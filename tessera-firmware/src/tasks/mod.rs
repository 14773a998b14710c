//! Embassy async tasks
//!
//! A single task owns the display, touch and renderer state.

pub mod display;

pub use display::display_task;
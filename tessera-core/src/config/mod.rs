//! Display configuration
//!
//! Configuration is compiled into the firmware as TOML text and parsed at
//! startup with [`parse_config`]. Anything not mentioned keeps its default.

pub mod parse;
pub mod types;

pub use parse::parse_config;
pub use types::{
    ConfigError, DisplayConfig, LoopConfig, PanelConfig, RefreshConfig, TouchConfig,
    MAX_NAME_LEN,
};
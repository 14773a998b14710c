//! Tessera - display pipeline firmware
//!
//! Drives a color TFT or a monochrome e-paper panel from a retained-mode
//! renderer, with resistive touch on boards that have it. The panel and pin
//! map come from the selected board feature; everything else from the
//! embedded display configuration.

#![no_std]
#![no_main]

use defmt::*;
use embassy_executor::Spawner;
use static_cell::ConstStaticCell;
use {defmt_rtt as _, panic_probe as _};

use tessera_core::buffer::{BufferPool, PoolError};
use tessera_core::config::{parse_config, DisplayConfig};
use tessera_core::panel::PanelTransfer;
use tessera_core::pipeline::Pipeline;
use tessera_core::refresh::RefreshScheduler;
use tessera_core::touch::{TouchCalibrator, TouchInput};

mod boards;
mod tasks;
mod ui;

/// Display configuration validated by the build script
const EMBEDDED_CONFIG: &str = include_str!(concat!(env!("OUT_DIR"), "/display.toml"));

/// Band buffers; the second is only used with `double_buffer = true`
static BANDS: ConstStaticCell<[[u8; boards::BAND_BYTES]; 2]> =
    ConstStaticCell::new([[0; boards::BAND_BYTES]; 2]);

#[embassy_executor::main]
async fn main(spawner: Spawner) {
    info!("Tessera firmware starting...");

    let p = embassy_rp::init(Default::default());
    info!("Peripherals initialized");

    let config = match parse_config(EMBEDDED_CONFIG) {
        Ok(config) => config,
        Err(e) => {
            error!("Invalid display configuration: {}", e);
            halt();
        }
    };
    info!(
        "Config '{}': {} panel {}x{}, divisor {}, double buffer {}",
        config.name.as_str(),
        config.panel.kind,
        config.panel.width,
        config.panel.height,
        config.panel.buffer_divisor,
        config.panel.double_buffer
    );

    let board = match boards::Board::setup(p, &config) {
        Ok(board) => board,
        Err(e) => {
            error!("Board setup failed: {}", e);
            halt();
        }
    };

    let size = board.panel.size();
    let pool = match build_pool(&config) {
        Ok(pool) => pool,
        Err(e) => {
            error!("Buffer pool setup failed: {}", e);
            halt();
        }
    };

    let scheduler = RefreshScheduler::new(
        config.refresh.min_interval_ms,
        config.refresh.sleep_when_idle,
    );
    let pipeline = Pipeline::new(pool, board.panel, scheduler);
    let registration = pipeline.registration();
    info!(
        "Pipeline ready: {} rows per band, {}",
        registration.buffer_rows, registration.format
    );

    let touch = board.touch.map(|sensor| {
        TouchInput::new(
            sensor,
            TouchCalibrator::new(config.touch.envelope(), size),
        )
    });

    let renderer = ui::DemoRenderer::new(registration);

    spawner
        .spawn(tasks::display_task(
            pipeline,
            touch,
            renderer,
            config.loop_.tick_ms,
        ))
        .unwrap();
}

fn build_pool(config: &DisplayConfig) -> Result<BufferPool<'static>, PoolError> {
    let [first, second] = BANDS.take();
    let first: &'static mut [u8] = first;
    let second: &'static mut [u8] = second;

    let size = config.panel.size();
    let format = config.panel.format();
    let divisor = config.panel.buffer_divisor;

    if config.panel.double_buffer {
        BufferPool::new([first, second], size, format, divisor)
    } else {
        BufferPool::new([first], size, format, divisor)
    }
}

/// Stop after an unrecoverable error, leaving the log readable
pub fn halt() -> ! {
    loop {
        cortex_m::asm::wfi();
    }
}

• [DESCRIPTION OF THE TASK]
Would you filter the records and copy each line that contains the word "format"?

• [ANSWER TO THIS EXERCISE]
        registration.buffer_rows, registration.format
    let format = config.panel.format();
        BufferPool::new([first, second], size, format, divisor)
        BufferPool::new([first], size, format, divisor)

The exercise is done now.